Prévia: Cooperativas agropecuárias brasileiras estão investindo em tecnologias de pós-colheita para garantir a qualidade dos grãos e aumentar a rentabilidade no campo. O foco em atributos como rastreabilidade e sustentabilidade se torna essencial em um mercado cada vez mais exigente.
A qualidade dos grãos é um fator crucial para a competitividade e rentabilidade de produtores e cooperativas no Brasil. Além da produtividade, características como teor de proteína, uniformidade e rastreabilidade estão se tornando cada vez mais relevantes, especialmente nos mercados internacionais. As cooperativas estão se adaptando a essas novas demandas, enfrentando restrições comerciais e exigências de segurança alimentar.
Para atender a essas necessidades, as cooperativas agropecuárias estão ampliando seus investimentos em tecnologias de pós-colheita. O objetivo é melhorar a classificação, monitoramento e armazenagem dos produtos, garantindo que a qualidade seja mantida desde a colheita até o consumidor final.
Conferência nacional debate avanços no pós-colheita
Entre os dias 12 e 14 de agosto, a 9ª Conferência Brasileira de Pós-Colheita, realizada em Carambeí (PR), reunirá especialistas e representantes do setor para discutir as melhores práticas e inovações. O evento abordará desde a escolha da cultivar até as etapas de recebimento, classificação, secagem, aeração, transporte e armazenagem.
A principal preocupação é minimizar as perdas após a colheita, uma fase crítica que pode comprometer todo o investimento feito durante o ciclo produtivo. A troca de experiências e conhecimentos durante a conferência será fundamental para aprimorar as estratégias de preservação da qualidade dos grãos.
Inovações nas cooperativas
A Frísia Cooperativa Agroindustrial está investindo em equipamentos modernos de secagem e sistemas de monitoramento das unidades armazenadoras. A cooperativa enfatiza que a qualidade dos grãos pode ser rapidamente afetada por falhas no processo de pós-colheita, tornando o acompanhamento das condições de armazenagem uma ferramenta estratégica.
Por sua vez, a Capal Cooperativa Agroindustrial foca na redução das perdas qualitativas e quantitativas.
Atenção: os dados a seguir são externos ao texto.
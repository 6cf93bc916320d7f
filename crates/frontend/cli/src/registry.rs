//! System id -> adapter lookup over the closed set of supported systems.

use ir_core::error::DecodeError;
use ir_core::ir::FrameIR;
use ir_core::snapshot::{MemorySnapshot, Region};
use ir_core::system::SystemId;
use ir_core::Adapter;
use ir_gb::GbAdapter;
use ir_megadrive::MegaDriveAdapter;
use ir_nes::NesAdapter;
use ir_snes::SnesAdapter;

/// One adapter per supported system.
#[derive(Debug, Clone, Copy)]
pub enum SystemAdapter {
    MegaDrive(MegaDriveAdapter),
    Snes(SnesAdapter),
    Nes(NesAdapter),
    GameBoy(GbAdapter),
}

impl SystemAdapter {
    pub fn for_system(id: SystemId) -> Self {
        match id {
            SystemId::MegaDrive => SystemAdapter::MegaDrive(MegaDriveAdapter::new()),
            SystemId::Snes => SystemAdapter::Snes(SnesAdapter::new()),
            SystemId::Nes => SystemAdapter::Nes(NesAdapter::new()),
            SystemId::GameBoy => SystemAdapter::GameBoy(GbAdapter::dmg()),
            SystemId::GameBoyColor => SystemAdapter::GameBoy(GbAdapter::cgb()),
        }
    }

    fn inner(&self) -> &dyn Adapter {
        match self {
            SystemAdapter::MegaDrive(a) => a,
            SystemAdapter::Snes(a) => a,
            SystemAdapter::Nes(a) => a,
            SystemAdapter::GameBoy(a) => a,
        }
    }
}

impl Adapter for SystemAdapter {
    fn system(&self) -> SystemId {
        self.inner().system()
    }

    fn build_frame_ir(&self, snapshot: &MemorySnapshot) -> FrameIR {
        self.inner().build_frame_ir(snapshot)
    }

    fn regions(&self) -> &'static [Region] {
        self.inner().regions()
    }
}

/// Resolve a system id or alias. Unknown ids are `UnsupportedSystem`.
pub fn lookup(name: &str) -> Result<SystemAdapter, DecodeError> {
    let id: SystemId = name.parse()?;
    Ok(SystemAdapter::for_system(id))
}

#[cfg(test)]
mod tests {
    use super::*;

    #[test]
    fn test_every_system_resolves_to_itself() {
        for id in SystemId::ALL {
            let adapter = lookup(id.as_str()).unwrap();
            assert_eq!(adapter.system(), id);
        }
    }

    #[test]
    fn test_aliases() {
        assert_eq!(lookup("genesis").unwrap().system(), SystemId::MegaDrive);
        assert_eq!(lookup("CGB").unwrap().system(), SystemId::GameBoyColor);
    }

    #[test]
    fn test_unknown_system() {
        assert_eq!(
            lookup("pce").unwrap_err(),
            DecodeError::UnsupportedSystem("pce".to_string())
        );
    }

    #[test]
    fn test_regions_follow_system() {
        let md = lookup("md").unwrap();
        assert!(md.regions().contains(&Region::Vsram));
        let gb = lookup("gb").unwrap();
        assert!(!gb.regions().contains(&Region::Palettes));
        assert!(lookup("gbc").unwrap().regions().contains(&Region::Palettes));
    }
}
A agilidade no recebimento e direcionamento das cargas para os silos é vista como essencial para evitar deterioração e comprometimento da qualidade dos grãos.
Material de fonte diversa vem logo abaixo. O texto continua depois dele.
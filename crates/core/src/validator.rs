//! Pixel diff between a reconstructed frame and the emulator's framebuffer.

use crate::logging::{log, LogCategory, LogLevel};
use crate::types::Image;
use serde::{Deserialize, Serialize};

#[derive(Debug, Clone, Copy, PartialEq, Serialize, Deserialize)]
pub struct DiffScore {
    /// Pixels compared
    pub total: u64,
    /// Pixels where any RGBA channel differs
    pub diff: u64,
    pub percent: f64,
}

#[derive(Debug, Clone, PartialEq)]
pub struct DiffResult {
    pub image: Image,
    pub score: DiffScore,
}

/// Compare two images over their overlapping region.
///
/// The diff image shows `|dr|`, `|dg| * 0.3`, `|db|` with alpha set to the
/// largest channel difference, so identical pixels come out transparent.
pub fn diff(a: &Image, b: &Image) -> DiffResult {
    let width = a.width.min(b.width);
    let height = a.height.min(b.height);
    if (a.width, a.height) != (b.width, b.height) {
        log(LogCategory::Validate, LogLevel::Warn, || {
            format!(
                "comparing {}x{} against {}x{}; only the {}x{} overlap is scored",
                a.width, a.height, b.width, b.height, width, height
            )
        });
    }

    let mut image = Image::new(width, height);
    let mut differing = 0u64;
    for y in 0..height {
        for x in 0..width {
            let (Some(pa), Some(pb)) = (a.get(x, y), b.get(x, y)) else {
                continue;
            };
            let d = [
                pa[0].abs_diff(pb[0]),
                pa[1].abs_diff(pb[1]),
                pa[2].abs_diff(pb[2]),
                pa[3].abs_diff(pb[3]),
            ];
            if d.iter().any(|&c| c != 0) {
                differing += 1;
            }
            let green = (d[1] as u16 * 3 / 10) as u8;
            let alpha = d[0].max(d[1]).max(d[2]).max(d[3]);
            image.put(x as i32, y as i32, [d[0], green, d[2], alpha]);
        }
    }

    let total = width as u64 * height as u64;
    let percent = if total == 0 {
        0.0
    } else {
        differing as f64 / total as f64 * 100.0
    };
    log(LogCategory::Validate, LogLevel::Info, || {
        format!("{} of {} pixels differ ({:.3}%)", differing, total, percent)
    });

    DiffResult {
        image,
        score: DiffScore {
            total,
            diff: differing,
            percent,
        },
    }
}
A Castrolanda Cooperativa Agroindustrial, por outro lado, utiliza ferramentas digitais para melhorar a gestão dos silos. A classificação no momento da chegada dos produtos permite uma melhor segregação dos lotes, aumentando a eficiência dos processos de secagem. A coordenadora de qualidade da cooperativa destaca que o uso de dados tem ampliado a capacidade de gestão da qualidade.
Com as crescentes exigências do comércio global, a pós-colheita se tornou um diferencial competitivo para o agronegócio brasileiro. Investimentos em tecnologia e gestão integrada não apenas reduzem desperdícios, mas também aumentam a valorização dos produtos, garantindo maior competitividade no mercado. Para as cooperativas, preservar a qualidade dos grãos é essencial para proteger a rentabilidade de toda a cadeia produtiva, beneficiando desde o agricultor até o consumidor final.